Electrochemical method to study the environmental behavior of Glyphosate on volcanic soils: Proposal of adsorption-desorption and transport mechanisms

•The DPV method to detect GPS in aqueous solution with VADS was developed and implemented.•A two-stage mechanism for GPS adsorption on volcanic soils was proposed.•Organic matter content and minerals composition of volcanic soils impact the slow adsorption kinetic of GPS.•The TSNE model explained the full behaviour kinetic of GPS in volcanic soils. Glyphosate is used extensively worldwide, but current evidence suggests detrimental effects on the environment, pollinators, and human health.
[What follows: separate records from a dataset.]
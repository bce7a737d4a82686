use std::path::PathBuf;

use crate::domain::entities::observation::DatasetExtract;
use crate::infra::sqlite::queries::{
    insert_dataset_extract, list_datasets, list_nodes, list_sheets, load_annotations,
    load_observations, observation_count,
};
use crate::infra::sqlite::schema::init_db;
use crate::usecase::ports::repo::{
    DatasetId, DatasetRecord, ExtractRepository, NodeRecord, RepoError, SheetRecord,
    StoredAnnotation, StoredObservation,
};

pub struct SqliteRepo {
    pub db_path: PathBuf,
}

impl SqliteRepo {
    pub fn new(db_path: PathBuf) -> SqliteRepo {
        SqliteRepo { db_path }
    }
}

impl ExtractRepository for SqliteRepo {
    fn init(&self) -> Result<(), RepoError> {
        init_db(&self.db_path).map_err(|err| RepoError::Message(err.to_string()))
    }

    fn save_dataset(&self, extract: &DatasetExtract) -> Result<DatasetId, RepoError> {
        insert_dataset_extract(&self.db_path, extract)
            .map(DatasetId)
            .map_err(|err| RepoError::Message(err.to_string()))
    }

    fn list_datasets(&self) -> Result<Vec<DatasetRecord>, RepoError> {
        list_datasets(&self.db_path).map_err(|err| RepoError::Message(err.to_string()))
    }

    fn list_sheets(&self, dataset: DatasetId) -> Result<Vec<SheetRecord>, RepoError> {
        list_sheets(&self.db_path, dataset.0).map_err(|err| RepoError::Message(err.to_string()))
    }

    fn list_nodes(&self, sheet_id: i64) -> Result<Vec<NodeRecord>, RepoError> {
        list_nodes(&self.db_path, sheet_id).map_err(|err| RepoError::Message(err.to_string()))
    }

    fn load_observations(&self, sheet_id: i64) -> Result<Vec<StoredObservation>, RepoError> {
        load_observations(&self.db_path, sheet_id)
            .map_err(|err| RepoError::Message(err.to_string()))
    }

    fn load_annotations(&self, sheet_id: i64) -> Result<Vec<StoredAnnotation>, RepoError> {
        load_annotations(&self.db_path, sheet_id)
            .map_err(|err| RepoError::Message(err.to_string()))
    }

    fn observation_count(&self, dataset: DatasetId) -> Result<i64, RepoError> {
        observation_count(&self.db_path, dataset.0)
            .map_err(|err| RepoError::Message(err.to_string()))
    }
}
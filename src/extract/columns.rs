use std::collections::BTreeMap;

use crate::domain::entities::header::NodeId;

/// Per-column stacks of active column-header nodes, most specific last.
/// Mutated only by ColumnHeader cells in that column; horizontally spanned
/// headers push the same node id onto every covered column.
#[derive(Debug, Default)]
pub struct ColumnStacks {
    stacks: BTreeMap<u32, Vec<NodeId>>,
}

impl ColumnStacks {
    /// Pushes `node` onto every column in `[col, col + col_span)`, clamped to
    /// the sheet width. The same id lands on each covered column; span
    /// replication never clones. Columns already topped by `node` are left
    /// alone so a re-push from a merge-covered cell cannot stack duplicates.
    pub fn push(&mut self, col: u32, col_span: u32, col_count: u32, node: NodeId) {
        let end = col.saturating_add(col_span).min(col_count.max(col + 1));
        for covered in col..end {
            let stack = self.stacks.entry(covered).or_default();
            if stack.last() != Some(&node) {
                stack.push(node);
            }
        }
    }

    pub fn top(&self, col: u32) -> Option<NodeId> {
        self.stacks.get(&col).and_then(|stack| stack.last().copied())
    }

    pub fn stack(&self, col: u32) -> &[NodeId] {
        self.stacks.get(&col).map(Vec::as_slice).unwrap_or(&[])
    }
}

/// The single currently active RowProperty node per column. A later property
/// cell in the same column replaces the earlier one.
#[derive(Debug, Default)]
pub struct RowProperties {
    active: BTreeMap<u32, NodeId>,
}

impl RowProperties {
    pub fn activate(&mut self, col: u32, col_span: u32, col_count: u32, node: NodeId) {
        let end = col.saturating_add(col_span).min(col_count.max(col + 1));
        for covered in col..end {
            self.active.insert(covered, node);
        }
    }

    pub fn active(&self, col: u32) -> Option<NodeId> {
        self.active.get(&col).copied()
    }
}

#[cfg(test)]
mod tests {
    use super::*;
    use crate::domain::entities::header::{CellRef, NodeKind, SheetId};

    fn id(row: u32, col: u32, kind: NodeKind) -> NodeId {
        NodeId::new(CellRef::new(SheetId(0), row, col), kind)
    }

    #[test]
    fn spanned_push_replicates_the_same_id() {
        let mut stacks = ColumnStacks::default();
        let node = id(0, 1, NodeKind::ColumnHeader);
        stacks.push(1, 3, 10, node);
        assert_eq!(stacks.top(1), Some(node));
        assert_eq!(stacks.top(2), Some(node));
        assert_eq!(stacks.top(3), Some(node));
        assert_eq!(stacks.top(4), None);
    }

    #[test]
    fn re_pushing_the_topmost_id_leaves_the_stack_unchanged() {
        let mut stacks = ColumnStacks::default();
        let year = id(0, 1, NodeKind::ColumnHeader);
        stacks.push(1, 3, 10, year);
        // A merge-covered cell in column 2 re-pushes the anchor's node.
        stacks.push(2, 1, 10, year);
        assert_eq!(stacks.stack(2), &[year]);
        // A genuinely nested header still stacks on top.
        let quarter = id(1, 2, NodeKind::ColumnHeader);
        stacks.push(2, 1, 10, quarter);
        assert_eq!(stacks.stack(2), &[year, quarter]);
    }

    #[test]
    fn span_past_sheet_width_is_clamped() {
        let mut stacks = ColumnStacks::default();
        let node = id(0, 8, NodeKind::ColumnHeader);
        stacks.push(8, 5, 10, node);
        assert_eq!(stacks.top(8), Some(node));
        assert_eq!(stacks.top(9), Some(node));
        assert_eq!(stacks.top(10), None);
    }

    #[test]
    fn later_property_replaces_earlier_one() {
        let mut props = RowProperties::default();
        let city = id(0, 0, NodeKind::RowProperty);
        let province = id(5, 0, NodeKind::RowProperty);
        props.activate(0, 1, 4, city);
        assert_eq!(props.active(0), Some(city));
        props.activate(0, 2, 4, province);
        assert_eq!(props.active(0), Some(province));
        assert_eq!(props.active(1), Some(province));
    }
}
Glyphosate adsorption kinetics and adsorption/desorption were studied through batch sorption experiments in ten typical volcanic ash-derived soils from Andisol and Ultisol orders. Two kinetic models were used to fit the experimental data: i. Models that allowed establishment of principally kinetic parameters and modeling of the adsorption process, and ii. Models described solute transport mechanisms commonly used for remediation purposes. Adsorption kinetic data were best fitted by the pseudo-second-order kinetic model and Two-Site Nonequilibrium model. These models suggest that mechanisms are complex due to rapid surface adsorption in ultisols with mass transfer controlling adsorption kinetics across the boundary layer, as indicated by the highhand lowt1/2values. High intraparticle diffusion into macropores and micropores was observed for Andisols. The Freundlich model accurately represented adsorption equilibrium data in all cases (R2 > 0.9580) with comparatively higher adsorption capacity on Andisols. Kf values (2.50–52.28 μg1−1/n mL1/n g-1) and hysteresis were significant in all studied soils. Taken together, these data suggest that Glyphosate may be adsorbed more on Andisol soils in comparison to Ultisols.